Sejak pilpres, para lawan politiknya telah melontarkan berbagai serangan awal. SBY n Demokrat dianggap melakukan sejumlah kecurangan, seperti masalah DPT, termasuk dengan adanya indikasi pendekatan khusus terhadap KPU. Itu baru serangan awal. Kasus Century mulai menyeruak kepermukaan pada awal agustus 2009. Daya rusak yang dimiliki isu tersebut sangat potensial untuk menjatuhkan pemerintahan. "Untunglah" saat itu liputan Lebaran, pemberantasan teroris, dan bencana gempa mampu meredupkan potensi awal kasus Century.

Serangan berikut yang menjadi target sebenarnya adalah kabinet baru. Apa dinyana, muncul sejumlah simptom n fakta adanya upaya sistematis penggerogotan institusi KPK. Ujungnya adalah kasus KPK v Polri yang lebih dikenal dengan istilah Cicak v Buaya. Penahanan dua petinggi KPK, Bibit n Chandra memantik reaksi besar-besaran di kalangan kelas menengah, yang berujung pada simpati publik umum lainnya. Cidera pemerintahan SBY semakin besar dengan propaganda terkait lamban dan ketidaktegasan si presiden menyelesaikan kasus ini. Bahkan, isu yang berhembus kemudian adalah apa yang dilakukan Polri sebenarnya mewakili kepentingan rezim pemerintahan dan lembaga tinggi negara yang sudah lama merasa terganggu dengan sepak terjang lembaga pembasmi koruptor ini. Kasus cicak v buaya bahkan menenggalamkan gaung pencitraan yang ingin diangkat SBY melalui Rembug Nasional akhir Oktober 2009 lalu. National Summit, yang digadang-gadangkan sebagai roadmap program pembangunan nasional yang terintegrasi dan melibatkan seluruh stakeholders, ternyata hanya mendapatkan liputan sederhana. Indera jutaan publik lebih lekat pada isu pengeroposan tulang punggung pemberantasan korupsi (KPK).

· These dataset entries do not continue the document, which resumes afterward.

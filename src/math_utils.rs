// src/math_utils.rs
use statrs::function::erf;
use std::f64::consts::{PI, SQRT_2};

/// Standard normal cumulative distribution function Phi(x).
pub fn norm_cdf(x: f64) -> f64 {
    0.5 * (1.0 + erf::erf(x / SQRT_2))
}

/// Standard normal probability density function phi(x).
pub fn norm_pdf(x: f64) -> f64 {
    (-0.5 * x * x).exp() / (2.0 * PI).sqrt()
}
// src/stats.rs
//! Running (pooled-variance) statistics for the adaptive Monte Carlo driver (C5).
//!
//! Batches are not i.i.d. draws from a single distribution in the strict
//! sense: each batch comes from a path matrix of a different size than the
//! pilot run, and antithetic quadrupling makes within-batch observations
//! correlated. [[RunningStats]] nonetheless pools variance across batches
//! with the textbook recurrence, matching the original engine's semantics
//! rather than a textbook i.i.d. estimator — this is a deliberate choice,
//! not an oversight; see the driver's module docs.

use ndarray::Array1;

/// Accumulates a running mean and pooled variance across Monte Carlo batches.
#[derive(Clone, Copy, Debug, Default)]
pub struct RunningStats {
    n: u64,
    sum: f64,
    sigma2: f64,
}

impl RunningStats {
    pub fn new() -> Self {
        RunningStats {
            n: 0,
            sum: 0.0,
            sigma2: 0.0,
        }
    }

    /// Total number of observations folded in so far.
    pub fn count(&self) -> u64 {
        self.n
    }

    /// Running sample mean.
    pub fn mean(&self) -> f64 {
        self.sum / self.n as f64
    }

    /// Pooled variance estimate.
    pub fn variance(&self) -> f64 {
        self.sigma2
    }

    /// Fold a new batch of (possibly correlated) observations into the
    /// running mean and pooled variance.
    ///
    /// `sigma2_new = (sigma2 * (n - 1) + var(batch) * (m - 1)) / (n + m - 1)`
    /// where `n` is the observation count *before* this batch and `m` is the
    /// batch size. `var(batch)` is the population (not sample) variance of
    /// the batch, matching the reference driver.
    pub fn update(&mut self, batch: &Array1<f64>) {
        let m = batch.len() as f64;
        let n = self.n as f64;
        let batch_mean = batch.sum() / m;
        let batch_var = batch.iter().map(|x| (x - batch_mean).powi(2)).sum::<f64>() / m;

        self.sigma2 = (self.sigma2 * (n - 1.0) + batch_var * (m - 1.0)) / (n + m - 1.0);
        self.sum += batch.sum();
        self.n += batch.len() as u64;
    }

    /// Half-width of the `(1 - alpha)` confidence interval around the
    /// running mean, for a critical value `c` (typically `-2 * Phi^-1(alpha
    /// / 2)` for a two-sided normal interval).
    pub fn half_width(&self, c: f64) -> f64 {
        c * (self.sigma2 / self.n as f64).sqrt()
    }
}
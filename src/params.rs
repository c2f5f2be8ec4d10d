// src/params.rs
//! Immutable parameter carriers for the Heston model (C1).
//!
//! `HestonParameters` and `MarketState` are read-only for the lifetime of a
//! pricing call: constructed once, validated once, then shared freely across
//! the parallel scheme kernels.

use crate::error::{validation::*, SdeResult};

/// Heston stochastic-volatility model parameters.
///
/// ```text
/// dV_t = kappa (vbar - V_t) dt + gamma sqrt(V_t) dW_t^(2)
/// ```
/// with `rho` the correlation between the price and variance Brownian
/// motions.
#[derive(Clone, Copy, Debug, PartialEq)]
pub struct HestonParameters {
    /// Mean-reversion speed of the variance process (> 0)
    pub kappa: f64,
    /// Volatility of variance ("vol-of-vol", > 0)
    pub gamma: f64,
    /// Correlation between price and variance Brownian motions, in [-1, 1]
    pub rho: f64,
    /// Long-run variance level (> 0)
    pub vbar: f64,
    /// Initial variance (>= 0)
    pub v0: f64,
}

impl HestonParameters {
    pub fn new(kappa: f64, gamma: f64, rho: f64, vbar: f64, v0: f64) -> SdeResult<Self> {
        validate_positive("kappa", kappa)?;
        validate_positive("gamma", gamma)?;
        validate_correlation("rho", rho)?;
        validate_positive("vbar", vbar)?;
        validate_non_negative("v0", v0)?;
        Ok(HestonParameters {
            kappa,
            gamma,
            rho,
            vbar,
            v0,
        })
    }

    /// The Feller ratio 2*kappa*vbar / gamma^2; below 1 the CIR variance
    /// process can reach zero. Not enforced — the discretization schemes
    /// are explicitly designed to remain stable when this is violated.
    pub fn feller_ratio(&self) -> f64 {
        2.0 * self.kappa * self.vbar / (self.gamma * self.gamma)
    }
}

/// Market state observed at pricing time.
#[derive(Clone, Copy, Debug, PartialEq)]
pub struct MarketState {
    /// Spot price of the underlying (> 0)
    pub stock_price: f64,
    /// Continuously-compounded risk-free rate
    pub interest_rate: f64,
}

impl MarketState {
    pub fn new(stock_price: f64, interest_rate: f64) -> SdeResult<Self> {
        validate_positive("stock_price", stock_price)?;
        validate_finite("interest_rate", interest_rate)?;
        Ok(MarketState {
            stock_price,
            interest_rate,
        })
    }
}
/// Shared error type used across all orchestrator crates.
#[derive(thiserror::Error, Debug)]
pub enum Error {
    #[error("IO: {0}")]
    Io(#[from] std::io::Error),

    #[error("JSON: {0}")]
    Json(#[from] serde_json::Error),

    #[error("store: {0}")]
    Store(String),

    #[error("HTTP: {0}")]
    Http(String),

    #[error("timeout: {0}")]
    Timeout(String),

    #[error("provider {provider}: {message}")]
    Provider { provider: String, message: String },

    #[error("config: {0}")]
    Config(String),

    #[error("auth: {0}")]
    Auth(String),

    #[error("{0}")]
    Other(String),
}

pub type Result<T> = std::result::Result<T, Error>;
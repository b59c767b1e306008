use serde::{Deserialize, Serialize};

// ━━━━━━━━━━━━━━━━━━━━━━━━━━━━━━━━━━━━━━━━━━━━━━━━━━━━━━━━━━━━━━━━━━
// Illustrative tool configuration (shell allowlist)
// ━━━━━━━━━━━━━━━━━━━━━━━━━━━━━━━━━━━━━━━━━━━━━━━━━━━━━━━━━━━━━━━━━━

/// Configuration for the built-in illustrative tools.
///
/// Real tool implementations are out of scope; these exist only to exercise
/// the registry, schema validation, and approval gate end to end. Filesystem
/// access is scoped separately via `paths.allowed_read`/`paths.allowed_write`.
#[derive(Debug, Clone, Serialize, Deserialize)]
pub struct ToolsConfig {
    /// Program names (argv[0], no path component) `shell_run` may invoke.
    /// `shell_run` never invokes a shell interpreter — it execs the program
    /// directly with an explicit argv array.
    #[serde(default = "d_shell_allowlist")]
    pub shell_allowlist: Vec<String>,
    /// Hard wall-clock timeout for `shell_run` invocations (seconds).
    #[serde(default = "d_shell_timeout")]
    pub shell_timeout_sec: u64,
    /// Max output chars captured per tool execution before truncation.
    #[serde(default = "d_max_output_chars")]
    pub max_output_chars: usize,
}

impl Default for ToolsConfig {
    fn default() -> Self {
        Self {
            shell_allowlist: d_shell_allowlist(),
            shell_timeout_sec: d_shell_timeout(),
            max_output_chars: d_max_output_chars(),
        }
    }
}

// ── serde default helpers ───────────────────────────────────────────

fn d_shell_allowlist() -> Vec<String> {
    vec!["echo".into(), "ls".into(), "cat".into()]
}
fn d_shell_timeout() -> u64 {
    30
}
fn d_max_output_chars() -> usize {
    200_000
}
use serde::{Deserialize, Serialize};

// ━━━━━━━━━━━━━━━━━━━━━━━━━━━━━━━━━━━━━━━━━━━━━━━━━━━━━━━━━━━━━━━━━━
// Logging
// ━━━━━━━━━━━━━━━━━━━━━━━━━━━━━━━━━━━━━━━━━━━━━━━━━━━━━━━━━━━━━━━━━━

#[derive(Debug, Clone, Serialize, Deserialize)]
pub struct LoggingConfig {
    /// `tracing_subscriber::EnvFilter` directive, e.g. `"info"` or
    /// `"orchestrator=debug,tower_http=info"`.
    #[serde(default = "d_level")]
    pub level: String,
}

impl Default for LoggingConfig {
    fn default() -> Self {
        Self { level: d_level() }
    }
}

fn d_level() -> String {
    "info".into()
}

#[cfg(test)]
mod tests {
    use super::*;

    #[test]
    fn default_level_is_info() {
        assert_eq!(LoggingConfig::default().level, "info");
    }

    #[test]
    fn deserialize_missing_field_uses_default() {
        let cfg: LoggingConfig = serde_json::from_str("{}").unwrap();
        assert_eq!(cfg.level, "info");
    }
}
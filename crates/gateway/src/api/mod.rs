//! HTTP front-end (C9): the OpenAI-compatible wire surface.

pub mod openai_compat;

use axum::routing::{get, post};
use axum::Router;

use crate::state::AppState;

pub fn router(state: AppState) -> Router {
    Router::new()
        .route("/health", get(openai_compat::health))
        .route("/v1/models", get(openai_compat::list_models))
        .route("/v1/chat/completions", post(openai_compat::chat_completions))
        .fallback(openai_compat::not_found)
        .with_state(state)
}
//! Durable store (C1).
//!
//! Single-writer, multi-reader embedded store with a crash-durable journaling
//! mode. Schema is loaded idempotently at startup. Every other module in this
//! crate builds on [`Store::with_tx`] — the scoped-acquisition primitive that
//! commits on success, rolls back on failure, and always releases.

use parking_lot::Mutex;
use rusqlite::{Connection, Transaction};
use sa_domain::error::{Error, Result};
use std::path::Path;

const SCHEMA: &str = include_str!("schema.sql");

/// Convert a [`rusqlite::Error`] into the domain error type.
pub(crate) fn store_err(e: rusqlite::Error) -> Error {
    Error::Store(e.to_string())
}

/// The embedded SQLite-backed store.
///
/// Holds a single connection behind a mutex rather than a pool — the
/// concurrency model has exactly one writer task (the supervisor's dequeue
/// loop); a pool would only add contention without adding parallelism.
pub struct Store {
    conn: Mutex<Connection>,
}

impl Store {
    /// Open (or create) the database at `path`, enable WAL journaling, and
    /// run the embedded schema. Safe to call against an existing database —
    /// every `CREATE TABLE` is `IF NOT EXISTS`.
    pub fn new(path: impl AsRef<Path>) -> Result<Self> {
        if let Some(dir) = path.as_ref().parent() {
            if !dir.as_os_str().is_empty() {
                std::fs::create_dir_all(dir)?;
            }
        }
        let conn = Connection::open(path.as_ref()).map_err(store_err)?;
        conn.pragma_update(None, "journal_mode", "WAL")
            .map_err(store_err)?;
        conn.execute_batch(SCHEMA).map_err(store_err)?;
        tracing::info!(db_path = %path.as_ref().display(), "store opened");
        Ok(Self {
            conn: Mutex::new(conn),
        })
    }

    /// Open an in-memory store. Used by tests only.
    pub fn open_in_memory() -> Result<Self> {
        let conn = Connection::open_in_memory().map_err(store_err)?;
        conn.execute_batch(SCHEMA).map_err(store_err)?;
        Ok(Self {
            conn: Mutex::new(conn),
        })
    }

    /// Scoped transaction: begins a transaction, runs `f`, commits on `Ok`,
    /// rolls back on `Err`. This is the primitive every table module uses
    /// so no row mutation ever crosses this boundary without a transaction.
    pub fn with_tx<T>(&self, f: impl FnOnce(&Transaction) -> rusqlite::Result<T>) -> Result<T> {
        let mut conn = self.conn.lock();
        let tx = conn.transaction().map_err(store_err)?;
        let result = f(&tx);
        match result {
            Ok(value) => {
                tx.commit().map_err(store_err)?;
                Ok(value)
            }
            Err(e) => {
                // Transaction is rolled back automatically when `tx` is
                // dropped without a commit; this is an explicit statement
                // of that, not an extra operation.
                drop(tx);
                Err(store_err(e))
            }
        }
    }
}

#[cfg(test)]
mod tests {
    use super::*;

    #[test]
    fn new_store_creates_all_tables() {
        let store = Store::open_in_memory().unwrap();
        store
            .with_tx(|tx| {
                tx.execute("INSERT INTO projects (id, name, created_at, updated_at) VALUES ('p1','demo','t','t')", [])
            })
            .unwrap();
    }

    #[test]
    fn with_tx_rolls_back_on_error() {
        let store = Store::open_in_memory().unwrap();
        let err = store.with_tx(|tx| {
            tx.execute(
                "INSERT INTO projects (id, name, created_at, updated_at) VALUES ('p1','demo','t','t')",
                [],
            )?;
            tx.execute("INSERT INTO nonexistent_table VALUES (1)", [])
        });
        assert!(err.is_err());

        let count: i64 = store
            .with_tx(|tx| tx.query_row("SELECT COUNT(*) FROM projects", [], |r| r.get(0)))
            .unwrap();
        assert_eq!(count, 0);
    }

    #[test]
    fn reopening_an_existing_file_store_is_idempotent() {
        let dir = tempfile::tempdir().unwrap();
        let path = dir.path().join("orchestrator.db");
        {
            let store = Store::new(&path).unwrap();
            store
                .with_tx(|tx| {
                    tx.execute(
                        "INSERT INTO projects (id, name, created_at, updated_at) VALUES ('p1','demo','t','t')",
                        [],
                    )
                })
                .unwrap();
        }
        let store = Store::new(&path).unwrap();
        let count: i64 = store
            .with_tx(|tx| tx.query_row("SELECT COUNT(*) FROM projects", [], |r| r.get(0)))
            .unwrap();
        assert_eq!(count, 1);
    }
}
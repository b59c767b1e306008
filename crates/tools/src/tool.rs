//! The `Tool` trait: a descriptor plus a validate-then-dispatch contract.
//!
//! Ported from the original `Tool` dataclass (`tools/registry.py`): a tool
//! carries its own JSON-Schema-subset parameter schema and risk level, and
//! `execute` validates parameters against that schema before ever calling
//! into the tool's own logic. Validation failure returns an `{"error": ...}`
//! value rather than an `Err` — only the callable itself failing is an
//! execution error, since a validation failure is a normal, expected
//! outcome that gets fed back to the model as a tool-result message.

use async_trait::async_trait;
use serde_json::Value;

use crate::schema;

/// How much human oversight a tool call requires before it may run.
///
/// Stored on `tool_calls.risk_level` as the lowercase variant name. `Unknown`
/// covers tools that decline to self-classify; the approval gate (C7) treats
/// it the same as `High`.
#[derive(Debug, Clone, Copy, PartialEq, Eq, serde::Serialize, serde::Deserialize)]
#[serde(rename_all = "snake_case")]
pub enum RiskLevel {
    Low,
    Medium,
    High,
    Unknown,
}

impl RiskLevel {
    pub fn as_str(&self) -> &'static str {
        match self {
            RiskLevel::Low => "low",
            RiskLevel::Medium => "medium",
            RiskLevel::High => "high",
            RiskLevel::Unknown => "unknown",
        }
    }
}

/// An error raised by a tool's own execution logic, as opposed to a
/// parameter validation failure (which `execute` turns into an `{"error"}`
/// value instead of a `ToolError`).
#[derive(Debug, thiserror::Error)]
pub enum ToolError {
    #[error("{0}")]
    Execution(String),
}

#[async_trait]
pub trait Tool: Send + Sync {
    fn name(&self) -> &str;
    fn description(&self) -> &str;
    /// JSON-Schema-subset describing accepted parameters. See [`schema`].
    fn parameters_schema(&self) -> &Value;
    fn risk_level(&self) -> RiskLevel;

    /// Run against already-validated parameters. Implementors never see
    /// parameters that failed [`schema::validate`].
    async fn call(&self, params: Value) -> Result<Value, ToolError>;

    /// Validate `params` against [`Tool::parameters_schema`] and dispatch to
    /// [`Tool::call`]. Tools should not override this.
    async fn execute(&self, params: Value) -> Result<Value, ToolError> {
        if let Err(message) = schema::validate(self.parameters_schema(), &params) {
            return Ok(serde_json::json!({
                "error": format!("Parameter validation failed: {message}"),
            }));
        }
        self.call(params).await
    }
}
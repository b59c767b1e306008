use sa_domain::capability::LlmCapabilities;
use sa_domain::error::Result;
use sa_domain::stream::Usage;
use sa_domain::tool::{Message, ToolCall, ToolDefinition};

// ━━━━━━━━━━━━━━━━━━━━━━━━━━━━━━━━━━━━━━━━━━━━━━━━━━━━━━━━━━━━━━━━━━
// Request / Response types
// ━━━━━━━━━━━━━━━━━━━━━━━━━━━━━━━━━━━━━━━━━━━━━━━━━━━━━━━━━━━━━━━━━━

/// A provider-agnostic chat completion request.
#[derive(Debug, Clone, Default)]
pub struct ChatRequest {
    /// The conversation messages to send.
    pub messages: Vec<Message>,
    /// Tool definitions the model may invoke.
    pub tools: Vec<ToolDefinition>,
    /// Sampling temperature (0.0 – 2.0). `None` lets the provider choose.
    pub temperature: Option<f32>,
    /// Maximum tokens in the response. `None` lets the provider choose.
    pub max_tokens: Option<u32>,
    /// When `true`, request the model to respond with valid JSON only.
    /// Always set for the structured `{reasoning, tool_call}` extraction
    /// the invocation engine relies on — never "tools" mode, which has been
    /// observed to leave `parameters` empty on some models.
    pub json_mode: bool,
    /// Model identifier override. When `None`, the provider uses its default.
    pub model: Option<String>,
}

/// A provider-agnostic chat completion response.
#[derive(Debug, Clone)]
pub struct ChatResponse {
    /// Textual content of the response.
    pub content: String,
    /// Tool calls emitted by the model.
    pub tool_calls: Vec<ToolCall>,
    /// Token usage information.
    pub usage: Option<Usage>,
    /// The model that actually produced the response.
    pub model: String,
    /// The reason the model stopped generating (e.g. "stop", "length").
    pub finish_reason: Option<String>,
}

// ━━━━━━━━━━━━━━━━━━━━━━━━━━━━━━━━━━━━━━━━━━━━━━━━━━━━━━━━━━━━━━━━━━
// Core provider trait
// ━━━━━━━━━━━━━━━━━━━━━━━━━━━━━━━━━━━━━━━━━━━━━━━━━━━━━━━━━━━━━━━━━━

/// Trait every LLM adapter must implement.
///
/// There is exactly one production implementation (`OpenAiCompatProvider`);
/// the trait boundary exists so the invocation engine and its tests can swap
/// in a mock without touching the HTTP transport.
#[async_trait::async_trait]
pub trait LlmProvider: Send + Sync {
    /// Send a chat completion request and wait for the full response.
    /// There is no streaming variant — the HTTP front-end's SSE framing is
    /// applied on top of an already-complete `ChatResponse`.
    async fn chat(&self, req: ChatRequest) -> Result<ChatResponse>;

    /// The advertised capabilities of this provider/model combination.
    fn capabilities(&self) -> &LlmCapabilities;

    /// A unique identifier for this provider instance.
    fn provider_id(&self) -> &str;
}
//! Context manager (C5): three-tier per-project context assembly.
//!
//! 1. **Brief** — small, stable, human-authored. Injected verbatim.
//! 2. **Summary** — compacted prose owned by this module.
//! 3. **Recent window** — append-only history rows within a token budget.
//!
//! Token accounting is an approximation (`chars / 4`); exactness is
//! unnecessary and a real tokeniser dependency is deliberately not carried.

use crate::ids::{new_id, now};
use crate::store::Store;
use async_trait::async_trait;
use sa_domain::error::Result;
use serde::{Deserialize, Serialize};

/// Approximate token count for a piece of text. A ~30% error does not affect
/// budget-boundary behaviour; do not replace with a real tokeniser.
pub fn approx_tokens(text: &str) -> usize {
    text.chars().count() / 4
}

#[derive(Debug, Clone, Serialize, Deserialize)]
pub struct Project {
    pub id: String,
    pub name: String,
    pub brief: Option<String>,
    pub summary: Option<String>,
    pub created_at: String,
    pub updated_at: String,
}

#[derive(Debug, Clone, Serialize, Deserialize)]
pub struct HistoryEntry {
    pub id: String,
    pub project_id: String,
    pub role: String,
    pub content: String,
    pub created_at: String,
}

/// Abstracts the single LLM call `maybe_summarise` needs to produce a dense
/// factual summary. The store crate does not depend on the provider crate —
/// the engine supplies this at the call site, backed by whatever
/// `LlmProvider` the invocation is already using.
#[async_trait]
pub trait Summarizer: Send + Sync {
    async fn summarise(&self, prompt: &str) -> Result<String>;
}

pub struct ContextManager<'a> {
    store: &'a Store,
}

impl<'a> ContextManager<'a> {
    pub fn new(store: &'a Store) -> Self {
        Self { store }
    }

    /// Guarantee a project row exists. `INSERT OR IGNORE` makes this
    /// idempotent: safe to call before every invocation without checking
    /// first. Never overwrites an existing name, brief, or summary.
    pub fn ensure_project(&self, project_id: &str, name: &str) -> Result<()> {
        let ts = now();
        self.store.with_tx(|tx| {
            tx.execute(
                "INSERT OR IGNORE INTO projects (id, name, created_at, updated_at)
                 VALUES (?1, ?2, ?3, ?3)",
                rusqlite::params![project_id, name, ts],
            )
            .map(|_| ())
        })
    }

    pub fn get_project(&self, project_id: &str) -> Result<Option<Project>> {
        self.store.with_tx(|tx| {
            tx.query_row(
                "SELECT id, name, brief, summary, created_at, updated_at FROM projects WHERE id = ?1",
                [project_id],
                |row| {
                    Ok(Project {
                        id: row.get(0)?,
                        name: row.get(1)?,
                        brief: row.get(2)?,
                        summary: row.get(3)?,
                        created_at: row.get(4)?,
                        updated_at: row.get(5)?,
                    })
                },
            )
            .map(Some)
            .or_else(|e| match e {
                rusqlite::Error::QueryReturnedNoRows => Ok(None),
                other => Err(other),
            })
        })
    }

    /// Build the context string to inject between the system prompt and the
    /// task. Returns `""` if the project does not exist or all three tiers
    /// are empty, so the caller can skip injection entirely.
    ///
    /// Recent history is collected newest-first until the token budget is
    /// consumed, then reversed to chronological order so the prompt reads
    /// naturally.
    pub fn assemble_context(&self, project_id: &str, recent_buffer_tokens: usize) -> Result<String> {
        let Some(project) = self.get_project(project_id)? else {
            return Ok(String::new());
        };
        let brief = project.brief.unwrap_or_default();
        let summary = project.summary.unwrap_or_default();

        let rows: Vec<(String, String)> = self.store.with_tx(|tx| {
            let mut stmt = tx.prepare(
                "SELECT role, content FROM history WHERE project_id = ?1 ORDER BY created_at DESC",
            )?;
            let rows = stmt
                .query_map([project_id], |row| Ok((row.get(0)?, row.get(1)?)))?
                .collect::<rusqlite::Result<Vec<_>>>()?;
            Ok(rows)
        })?;

        let mut recent_rows: Vec<(String, String)> = Vec::new();
        let mut budget = recent_buffer_tokens as i64;
        for (role, content) in rows {
            if budget <= 0 {
                break;
            }
            let entry = format!("[{}] {}", role.to_uppercase(), content);
            budget -= approx_tokens(&entry) as i64;
            recent_rows.push((role, content));
        }
        recent_rows.reverse();

        if brief.is_empty() && summary.is_empty() && recent_rows.is_empty() {
            return Ok(String::new());
        }

        let mut lines = vec!["=== PROJECT CONTEXT ===".to_string(), String::new()];
        lines.push("[BRIEF]".to_string());
        lines.push(if brief.is_empty() { "(none)".into() } else { brief });
        lines.push(String::new());
        lines.push("[SUMMARY]".to_string());
        lines.push(if summary.is_empty() { "(none)".into() } else { summary });
        lines.push(String::new());
        lines.push("[RECENT HISTORY]".to_string());
        for (role, content) in recent_rows {
            lines.push(format!("[{}] {}", role.to_uppercase(), content));
        }
        lines.push("=== END CONTEXT ===".to_string());

        Ok(lines.join("\n"))
    }

    /// Insert one history row. Called twice after each invocation: once for
    /// the user task, once for the agent's final response.
    pub fn append_to_history(&self, project_id: &str, role: &str, content: &str) -> Result<()> {
        let id = new_id();
        let ts = now();
        self.store.with_tx(|tx| {
            tx.execute(
                "INSERT INTO history (id, project_id, role, content, created_at)
                 VALUES (?1, ?2, ?3, ?4, ?5)",
                rusqlite::params![id, project_id, role, content, ts],
            )
            .map(|_| ())
        })
    }

    /// Compress old history into `projects.summary` if the recent buffer is
    /// over budget. Does nothing (no model call, no mutation) when the
    /// total is within budget — this keeps the common case of short-lived
    /// projects cheap.
    pub async fn maybe_summarise(
        &self,
        project_id: &str,
        recent_buffer_tokens: usize,
        summarizer: &dyn Summarizer,
    ) -> Result<()> {
        let rows: Vec<(String, String, String)> = self.store.with_tx(|tx| {
            let mut stmt = tx.prepare(
                "SELECT id, role, content FROM history WHERE project_id = ?1 ORDER BY created_at ASC",
            )?;
            stmt.query_map([project_id], |row| {
                Ok((row.get(0)?, row.get(1)?, row.get(2)?))
            })?
            .collect::<rusqlite::Result<Vec<_>>>()
        })?;

        if rows.is_empty() {
            return Ok(());
        }

        let total_tokens: usize = rows.iter().map(|(_, _, content)| approx_tokens(content)).sum();
        if total_tokens <= recent_buffer_tokens {
            return Ok(());
        }

        // Determine the split point: summarise oldest rows until compressing
        // enough that the remainder fits within the budget. `target` is
        // guaranteed > 0 because total_tokens > recent_buffer_tokens above.
        let target = total_tokens - recent_buffer_tokens;
        let mut accumulated = 0usize;
        let mut split_index = 0usize;
        for (i, (_, _, content)) in rows.iter().enumerate() {
            accumulated += approx_tokens(content);
            if accumulated >= target {
                split_index = i + 1;
                break;
            }
        }
        if split_index == 0 {
            split_index = 1;
        }
        let to_summarise = &rows[..split_index];

        let existing_summary = self
            .get_project(project_id)?
            .and_then(|p| p.summary)
            .unwrap_or_default();

        let history_text = to_summarise
            .iter()
            .map(|(_, role, content)| format!("[{}] {}", role.to_uppercase(), content))
            .collect::<Vec<_>>()
            .join("\n");

        let prompt = format!(
            "You are a context compressor. Produce a concise summary of the \
             conversation history below, incorporating any existing summary.\n\n\
             Existing summary:\n{}\n\n\
             New history to incorporate:\n{}\n\n\
             Write a dense, factual summary. Preserve key decisions, outcomes, and \
             open questions. Omit pleasantries and repetition. Output only the summary.",
            if existing_summary.is_empty() { "(none)" } else { &existing_summary },
            history_text,
        );

        let new_summary = summarizer.summarise(&prompt).await?;
        let ids_to_delete: Vec<&str> = to_summarise.iter().map(|(id, _, _)| id.as_str()).collect();
        let ts = now();
        tracing::info!(
            project_id,
            rows_compacted = ids_to_delete.len(),
            total_tokens,
            "compacted project history into summary"
        );

        self.store.with_tx(|tx| {
            for id in &ids_to_delete {
                tx.execute("DELETE FROM history WHERE id = ?1", [id])?;
            }
            tx.execute(
                "UPDATE projects SET summary = ?2, updated_at = ?3 WHERE id = ?1",
                rusqlite::params![project_id, new_summary, ts],
            )?;
            Ok(())
        })
    }
}
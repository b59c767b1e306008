//! `config {show,validate}` subcommand.

use sa_domain::config::Config;

pub fn show(config: &Config) -> anyhow::Result<()> {
    let text = toml::to_string_pretty(config)?;
    println!("{text}");
    Ok(())
}

pub fn validate(config: &Config) -> anyhow::Result<()> {
    let issues = config.validate();
    if issues.is_empty() {
        println!("no issues found");
        return Ok(());
    }
    for issue in &issues {
        println!("{issue}");
    }
    if issues
        .iter()
        .any(|i| i.severity == sa_domain::config::ConfigSeverity::Error)
    {
        std::process::exit(1);
    }
    Ok(())
}
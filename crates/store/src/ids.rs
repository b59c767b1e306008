//! Shared id/timestamp helpers used by every table module.

use chrono::Utc;
use sha2::{Digest, Sha256};

/// Current UTC time, RFC 3339, matching the original implementation's
/// `datetime.now(timezone.utc).isoformat()`.
pub fn now() -> String {
    Utc::now().to_rfc3339()
}

/// A fresh opaque row id (hex-encoded v4 UUID, no hyphens).
pub fn new_id() -> String {
    uuid::Uuid::new_v4().simple().to_string()
}

/// Deterministic event id over `(source, canonical(payload), hour-bucket)`.
///
/// Truncating to the hour rather than the minute is deliberate: it tolerates
/// clock skew between adapters and gives a one-hour natural dedup window.
/// Adapters whose events must be distinct per sub-hour tick include a
/// per-tick unique field in the payload.
pub fn event_id(source: &str, event_type: &str, payload: &serde_json::Value) -> String {
    let hour_bucket = Utc::now().format("%Y%m%d%H").to_string();
    let canonical = canonical_json(source, event_type, payload);
    let raw = format!("{source}:{canonical}:{hour_bucket}");
    let digest = Sha256::digest(raw.as_bytes());
    format!("evt_{}", hex::encode(&digest[..8]))
}

/// Render `{source, type, payload}` with sorted object keys so the hash is
/// independent of insertion order, matching `json.dumps(..., sort_keys=True)`.
fn canonical_json(source: &str, event_type: &str, payload: &serde_json::Value) -> String {
    let mut map = std::collections::BTreeMap::new();
    map.insert("source", serde_json::Value::String(source.to_string()));
    map.insert("type", serde_json::Value::String(event_type.to_string()));
    map.insert("payload", payload.clone());
    serde_json::to_string(&map).expect("BTreeMap of Value serializes")
}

Di sela-sela kasus ini, kembali mencuat isu kabinet baru bentukan SBY, KIB Jilid II. Kabinet ini dinilai sarat bargain politik, kurang mengakomodasi kriteria keahlian, kompetensi, dan kapabilitas. Tak lupa diselipkan pula serangan yg telah dibangun sejak masa kampanye pilpres lalu. Sejumlah figur menteri disebut sebagai agen neolib, semakin menguatkan kampanye citra SBY sebagai pendukung neoliberalisme (entah yg berteriak ngerti artinya neolib atau gk. Yg sering disuarakan mahasiswa lebih sebagai konsep Liberalisme hehehe). Serangan baru sudah disiapkan. Sejumlah elemen sipil menyatakan siap mengawal program 100 hari SBY=Boed. Sudah pasti ada celah yg bisa menjadi jalur bogem perusak citra SBY.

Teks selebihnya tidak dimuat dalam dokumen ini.